• _Work order_: Please transcribe every record below exactly as written.

• _Input_:
* * * * *

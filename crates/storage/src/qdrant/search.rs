use crate::error::StorageError;
use crate::ArtifactHit;
use catalogchat_core::error::Result;
use qdrant_client::qdrant::{
    r#match::MatchValue, Condition, FieldCondition, Filter, Match, MinShould, SearchPointsBuilder,
    Value as QdrantValue,
};

use super::client::QdrantVectorIndex;

/// Metadata fields the lexical side of the hybrid query matches against
const NAME_FIELDS: &[&str] = &["table_name", "view_name", "entity_name"];
const CONTENT_FIELD: &str = "content";

/// Convert a Qdrant payload to an ArtifactHit
fn payload_to_hit(
    payload: &std::collections::HashMap<String, QdrantValue>,
    score: f32,
) -> Option<ArtifactHit> {
    let get_string = |key: &str| -> Option<String> {
        payload.get(key).and_then(|v| match v.kind.as_ref()? {
            qdrant_client::qdrant::value::Kind::StringValue(s) => Some(s.clone()),
            _ => None,
        })
    };

    Some(ArtifactHit {
        content: get_string(CONTENT_FIELD)?,
        score,
        table_name: get_string("table_name"),
        view_name: get_string("view_name"),
        entity_name: get_string("entity_name"),
        description: get_string("description"),
    })
}

fn keyword_condition(key: &str, value: &str) -> Condition {
    Condition {
        condition_one_of: Some(qdrant_client::qdrant::condition::ConditionOneOf::Field(
            FieldCondition {
                key: key.to_string(),
                r#match: Some(Match {
                    match_value: Some(MatchValue::Keyword(value.to_string())),
                }),
                ..Default::default()
            },
        )),
    }
}

fn text_condition(key: &str, value: &str) -> Condition {
    Condition {
        condition_one_of: Some(qdrant_client::qdrant::condition::ConditionOneOf::Field(
            FieldCondition {
                key: key.to_string(),
                r#match: Some(Match {
                    match_value: Some(MatchValue::Text(value.to_string())),
                }),
                ..Default::default()
            },
        )),
    }
}

/// Filtered hybrid query: k-NN over the embedding plus a disjunction of
/// exact name matches and a full-text content match, with at least one
/// lexical condition required to hit.
pub(super) async fn hybrid_search(
    storage: &QdrantVectorIndex,
    embedding: Vec<f32>,
    term: &str,
    limit: usize,
) -> Result<Vec<ArtifactHit>> {
    let mut conditions: Vec<Condition> = NAME_FIELDS
        .iter()
        .map(|field| keyword_condition(field, term))
        .collect();
    conditions.push(text_condition(CONTENT_FIELD, term));

    let filter = Filter {
        min_should: Some(MinShould {
            conditions,
            min_count: 1,
        }),
        ..Default::default()
    };

    let search_result = storage
        .client
        .search_points(
            SearchPointsBuilder::new(&storage.collection_name, embedding, limit as u64)
                .filter(filter)
                .with_payload(true),
        )
        .await
        .map_err(|e| StorageError::BackendError(format!("Hybrid search failed: {e}")))?;

    let hits = search_result
        .result
        .iter()
        .filter(|p| !p.payload.is_empty())
        .filter_map(|p| payload_to_hit(&p.payload, p.score))
        .collect();

    Ok(hits)
}

/// Pure k-NN query, no lexical filter
pub(super) async fn knn_search(
    storage: &QdrantVectorIndex,
    embedding: Vec<f32>,
    limit: usize,
) -> Result<Vec<ArtifactHit>> {
    let search_result = storage
        .client
        .search_points(
            SearchPointsBuilder::new(&storage.collection_name, embedding, limit as u64)
                .with_payload(true),
        )
        .await
        .map_err(|e| StorageError::BackendError(format!("k-NN search failed: {e}")))?;

    let hits = search_result
        .result
        .iter()
        .filter(|p| !p.payload.is_empty())
        .filter_map(|p| payload_to_hit(&p.payload, p.score))
        .collect();

    Ok(hits)
}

* * * * *

• _Exercise solution_:
filename crates/storage/src/qdrant/search.rs
use crate::error::StorageError;
use crate::ArtifactHit;
use catalogchat_core::error::Result;
use qdrant_client::qdrant::{
    r#match::MatchValue, Condition, FieldCondition, Filter, Match, MinShould, SearchPointsBuilder,
    Value as QdrantValue,
};

use super::client::QdrantVectorIndex;

/// Metadata fields the lexical side of the hybrid query matches against
const NAME_FIELDS: &[&str] = &["table_name", "view_name", "entity_name"];
const CONTENT_FIELD: &str = "content";

/// Convert a Qdrant payload to an ArtifactHit
fn payload_to_hit(
    payload: &std::collections::HashMap<String, QdrantValue>,
    score: f32,
) -> Option<ArtifactHit> {
    let get_string = |key: &str| -> Option<String> {
        payload.get(key).and_then(|v| match v.kind.as_ref()? {
            qdrant_client::qdrant::value::Kind::StringValue(s) => Some(s.clone()),
            _ => None,
        })
    };

    Some(ArtifactHit {
        content: get_string(CONTENT_FIELD)?,
        score,
        table_name: get_string("table_name"),
        view_name: get_string("view_name"),
        entity_name: get_string("entity_name"),
        description: get_string("description"),
    })
}

fn keyword_condition(key: &str, value: &str) -> Condition {
    Condition {
        condition_one_of: Some(qdrant_client::qdrant::condition::ConditionOneOf::Field(
            FieldCondition {
                key: key.to_string(),
                r#match: Some(Match {
                    match_value: Some(MatchValue::Keyword(value.to_string())),
                }),
                ..Default::default()
            },
        )),
    }
}

fn text_condition(key: &str, value: &str) -> Condition {
    Condition {
        condition_one_of: Some(qdrant_client::qdrant::condition::ConditionOneOf::Field(
            FieldCondition {
                key: key.to_string(),
                r#match: Some(Match {
                    match_value: Some(MatchValue::Text(value.to_string())),
                }),
                ..Default::default()
            },
        )),
    }
}

/// Filtered hybrid query: k-NN over the embedding plus a disjunction of
/// exact name matches and a full-text content match, with at least one
/// lexical condition required to hit.
pub(super) async fn hybrid_search(
    storage: &QdrantVectorIndex,
    embedding: Vec<f32>,
    term: &str,
    limit: usize,
) -> Result<Vec<ArtifactHit>> {
    let mut conditions: Vec<Condition> = NAME_FIELDS
        .iter()
        .map(|field| keyword_condition(field, term))
        .collect();
    conditions.push(text_condition(CONTENT_FIELD, term));

    let filter = Filter {
        min_should: Some(MinShould {
            conditions,
            min_count: 1,
        }),
        ..Default::default()
    };

    let search_result = storage
        .client
        .search_points(
            SearchPointsBuilder::new(&storage.collection_name, embedding, limit as u64)
                .filter(filter)
                .with_payload(true),
        )
        .await
        .map_err(|e| StorageError::BackendError(format!("Hybrid search failed: {e}")))?;

    let hits = search_result
        .result
        .iter()
        .filter(|p| !p.payload.is_empty())
        .filter_map(|p| payload_to_hit(&p.payload, p.score))
        .collect();

    Ok(hits)
}

/// Pure k-NN query, no lexical filter
pub(super) async fn knn_search(
    storage: &QdrantVectorIndex,
    embedding: Vec<f32>,
    limit: usize,
) -> Result<Vec<ArtifactHit>> {
    let search_result = storage
        .client
        .search_points(
            SearchPointsBuilder::new(&storage.collection_name, embedding, limit as u64)
                .with_payload(true),
        )
        .await
        .map_err(|e| StorageError::BackendError(format!("k-NN search failed: {e}")))?;

    let hits = search_result
        .result
        .iter()
        .filter(|p| !p.payload.is_empty())
        .filter_map(|p| payload_to_hit(&p.payload, p.score))
        .collect();

    Ok(hits)
}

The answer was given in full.